YOUR INSTRUCTIONS. Restate all of the entries verbatim.
━━━━━ INPUT MATERIAL ━━━━━
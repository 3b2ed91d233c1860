use apeye_lib::model::response::{format_bytes, format_time};
use apeye_lib::ApiResponse;
use clap::ValueEnum;
use serde::Serialize;
use serde_json::Value;
use std::fmt::Write;

#[derive(Debug, Clone, Copy, PartialEq, Eq, ValueEnum)]
pub enum OutputFormat {
    Text,
    Json,
}

impl std::fmt::Display for OutputFormat {
    fn fmt(&self, f: &mut std::fmt::Formatter<'_>) -> std::fmt::Result {
        match self {
            OutputFormat::Text => write!(f, "text"),
            OutputFormat::Json => write!(f, "json"),
        }
    }
}

/// Indented `key: value` rendering of any serializable view.
fn render_text<T: Serialize + ?Sized>(model: &T) -> String {
    let value = serde_json::to_value(model).unwrap_or(Value::Null);
    let mut out = String::new();
    render_value(&mut out, &value, 0);
    out
}

fn scalar(value: &Value) -> String {
    match value {
        Value::String(s) => s.clone(),
        other => other.to_string(),
    }
}

fn render_value(out: &mut String, value: &Value, indent: usize) {
    let pad = " ".repeat(indent);
    match value {
        Value::Null => {}
        Value::Array(items) => {
            for item in items {
                if item.is_object() || item.is_array() {
                    let _ = writeln!(out, "{pad}-");
                    render_value(out, item, indent + 2);
                } else {
                    let _ = writeln!(out, "{pad}- {}", scalar(item));
                }
            }
        }
        Value::Object(map) => {
            for (key, item) in map {
                match item {
                    Value::Null => {}
                    Value::Array(a) if a.is_empty() => {}
                    Value::Object(o) if o.is_empty() => {}
                    Value::Array(_) | Value::Object(_) => {
                        let _ = writeln!(out, "{pad}{key}:");
                        render_value(out, item, indent + 2);
                    }
                    _ => {
                        let _ = writeln!(out, "{pad}{key}: {}", scalar(item));
                    }
                }
            }
        }
        scalar_value => {
            for line in scalar(scalar_value).lines() {
                let _ = writeln!(out, "{pad}{line}");
            }
        }
    }
}

pub struct Formatter {
    engine: OutputFormat,
}

impl Formatter {
    pub fn new(engine: OutputFormat) -> Self {
        Self { engine }
    }

    pub fn format<T: Serialize>(&self, model: &T) -> String {
        match self.engine {
            OutputFormat::Text => render_text(model),
            OutputFormat::Json => json_line(model),
        }
    }

    pub fn format_list<T: Serialize>(&self, list: &[T], title: &str, empty_msg: &str) -> String {
        match self.engine {
            OutputFormat::Text if list.is_empty() => format!("{empty_msg}\n"),
            OutputFormat::Text if title.is_empty() => render_text(list),
            OutputFormat::Text => format!("{title}\n{}", render_text(list)),
            OutputFormat::Json => json_line(list),
        }
    }

    /// Status line, headers and the pretty-printed body.
    pub fn format_response(&self, response: &ApiResponse) -> String {
        if self.engine == OutputFormat::Json {
            return json_line(response);
        }

        let mut out = String::new();
        let _ = writeln!(out, "status: {} {}", response.status, response.status_text);
        let _ = writeln!(out, "time: {}", format_time(response.time));
        let _ = writeln!(out, "size: {}", format_bytes(response.size));
        if !response.headers.is_empty() {
            let _ = writeln!(out, "headers:");
            for (name, value) in &response.headers {
                let _ = writeln!(out, "  {name}: {value}");
            }
        }
        let body = response.pretty_body();
        if !body.is_empty() {
            let _ = writeln!(out, "body:");
            let _ = writeln!(out, "{body}");
        }
        out
    }
}

fn json_line<T: Serialize + ?Sized>(model: &T) -> String {
    let mut json = serde_json::to_string_pretty(model).unwrap_or_else(|_| "null".to_string());
    json.push('\n');
    json
}

pub fn get_formatter(output_format: &OutputFormat) -> Formatter {
    Formatter::new(*output_format)
}

#[cfg(test)]
mod tests {
    use super::*;
    use serde_json::json;
    use std::collections::BTreeMap;

    #[test]
    fn test_text_render_nested() {
        let view = json!({
            "name": "dev",
            "active": true,
            "variables": ["host", "token"],
            "empty": [],
            "skipped": null
        });
        let text = Formatter::new(OutputFormat::Text).format(&view);
        assert_eq!(
            text,
            "active: true\nname: dev\nvariables:\n  - host\n  - token\n"
        );
    }

    #[test]
    fn test_list_empty_message() {
        let formatter = Formatter::new(OutputFormat::Text);
        let empty: Vec<String> = Vec::new();
        assert_eq!(
            formatter.format_list(&empty, "Items:", "No items found"),
            "No items found\n"
        );
        assert_eq!(
            Formatter::new(OutputFormat::Json).format_list(&empty, "Items:", "none"),
            "[]\n"
        );
    }

    #[test]
    fn test_response_text() {
        let mut headers = BTreeMap::new();
        headers.insert("content-type".to_string(), "application/json".to_string());
        let response = ApiResponse::from_text(200, "OK", headers, r#"{"a":1}"#.into(), 42);

        let text = Formatter::new(OutputFormat::Text).format_response(&response);
        assert!(text.starts_with("status: 200 OK\ntime: 42ms\n"));
        assert!(text.contains("  content-type: application/json\n"));
        assert!(text.contains("body:\n{\n  \"a\": 1\n}\n"));
    }

    #[test]
    fn test_response_json() {
        let response = ApiResponse::network_error();
        let json: Value =
            serde_json::from_str(&Formatter::new(OutputFormat::Json).format_response(&response))
                .unwrap();
        assert_eq!(json["status"], 0);
        assert_eq!(json["statusText"], "CORS / Network Error");
    }
}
━━━━━
ANSWER SPACE.
repository 3b2ed91d233c1860
use apeye_lib::model::response::{format_bytes, format_time};
use apeye_lib::ApiResponse;
use clap::ValueEnum;
use serde::Serialize;
use serde_json::Value;
use std::fmt::Write;

#[derive(Debug, Clone, Copy, PartialEq, Eq, ValueEnum)]
pub enum OutputFormat {
    Text,
    Json,
}

impl std::fmt::Display for OutputFormat {
    fn fmt(&self, f: &mut std::fmt::Formatter<'_>) -> std::fmt::Result {
        match self {
            OutputFormat::Text => write!(f, "text"),
            OutputFormat::Json => write!(f, "json"),
        }
    }
}

/// Indented `key: value` rendering of any serializable view.
fn render_text<T: Serialize + ?Sized>(model: &T) -> String {
    let value = serde_json::to_value(model).unwrap_or(Value::Null);
    let mut out = String::new();
    render_value(&mut out, &value, 0);
    out
}

fn scalar(value: &Value) -> String {
    match value {
        Value::String(s) => s.clone(),
        other => other.to_string(),
    }
}

fn render_value(out: &mut String, value: &Value, indent: usize) {
    let pad = " ".repeat(indent);
    match value {
        Value::Null => {}
        Value::Array(items) => {
            for item in items {
                if item.is_object() || item.is_array() {
                    let _ = writeln!(out, "{pad}-");
                    render_value(out, item, indent + 2);
                } else {
                    let _ = writeln!(out, "{pad}- {}", scalar(item));
                }
            }
        }
        Value::Object(map) => {
            for (key, item) in map {
                match item {
                    Value::Null => {}
                    Value::Array(a) if a.is_empty() => {}
                    Value::Object(o) if o.is_empty() => {}
                    Value::Array(_) | Value::Object(_) => {
                        let _ = writeln!(out, "{pad}{key}:");
                        render_value(out, item, indent + 2);
                    }
                    _ => {
                        let _ = writeln!(out, "{pad}{key}: {}", scalar(item));
                    }
                }
            }
        }
        scalar_value => {
            for line in scalar(scalar_value).lines() {
                let _ = writeln!(out, "{pad}{line}");
            }
        }
    }
}

pub struct Formatter {
    engine: OutputFormat,
}

impl Formatter {
    pub fn new(engine: OutputFormat) -> Self {
        Self { engine }
    }

    pub fn format<T: Serialize>(&self, model: &T) -> String {
        match self.engine {
            OutputFormat::Text => render_text(model),
            OutputFormat::Json => json_line(model),
        }
    }

    pub fn format_list<T: Serialize>(&self, list: &[T], title: &str, empty_msg: &str) -> String {
        match self.engine {
            OutputFormat::Text if list.is_empty() => format!("{empty_msg}\n"),
            OutputFormat::Text if title.is_empty() => render_text(list),
            OutputFormat::Text => format!("{title}\n{}", render_text(list)),
            OutputFormat::Json => json_line(list),
        }
    }

    /// Status line, headers and the pretty-printed body.
    pub fn format_response(&self, response: &ApiResponse) -> String {
        if self.engine == OutputFormat::Json {
            return json_line(response);
        }

        let mut out = String::new();
        let _ = writeln!(out, "status: {} {}", response.status, response.status_text);
        let _ = writeln!(out, "time: {}", format_time(response.time));
        let _ = writeln!(out, "size: {}", format_bytes(response.size));
        if !response.headers.is_empty() {
            let _ = writeln!(out, "headers:");
            for (name, value) in &response.headers {
                let _ = writeln!(out, "  {name}: {value}");
            }
        }
        let body = response.pretty_body();
        if !body.is_empty() {
            let _ = writeln!(out, "body:");
            let _ = writeln!(out, "{body}");
        }
        out
    }
}

fn json_line<T: Serialize + ?Sized>(model: &T) -> String {
    let mut json = serde_json::to_string_pretty(model).unwrap_or_else(|_| "null".to_string());
    json.push('\n');
    json
}

pub fn get_formatter(output_format: &OutputFormat) -> Formatter {
    Formatter::new(*output_format)
}

#[cfg(test)]
mod tests {
    use super::*;
    use serde_json::json;
    use std::collections::BTreeMap;

    #[test]
    fn test_text_render_nested() {
        let view = json!({
            "name": "dev",
            "active": true,
            "variables": ["host", "token"],
            "empty": [],
            "skipped": null
        });
        let text = Formatter::new(OutputFormat::Text).format(&view);
        assert_eq!(
            text,
            "active: true\nname: dev\nvariables:\n  - host\n  - token\n"
        );
    }

    #[test]
    fn test_list_empty_message() {
        let formatter = Formatter::new(OutputFormat::Text);
        let empty: Vec<String> = Vec::new();
        assert_eq!(
            formatter.format_list(&empty, "Items:", "No items found"),
            "No items found\n"
        );
        assert_eq!(
            Formatter::new(OutputFormat::Json).format_list(&empty, "Items:", "none"),
            "[]\n"
        );
    }

    #[test]
    fn test_response_text() {
        let mut headers = BTreeMap::new();
        headers.insert("content-type".to_string(), "application/json".to_string());
        let response = ApiResponse::from_text(200, "OK", headers, r#"{"a":1}"#.into(), 42);

        let text = Formatter::new(OutputFormat::Text).format_response(&response);
        assert!(text.starts_with("status: 200 OK\ntime: 42ms\n"));
        assert!(text.contains("  content-type: application/json\n"));
        assert!(text.contains("body:\n{\n  \"a\": 1\n}\n"));
    }

    #[test]
    fn test_response_json() {
        let response = ApiResponse::network_error();
        let json: Value =
            serde_json::from_str(&Formatter::new(OutputFormat::Json).format_response(&response))
                .unwrap();
        assert_eq!(json["status"], 0);
        assert_eq!(json["statusText"], "CORS / Network Error");
    }
}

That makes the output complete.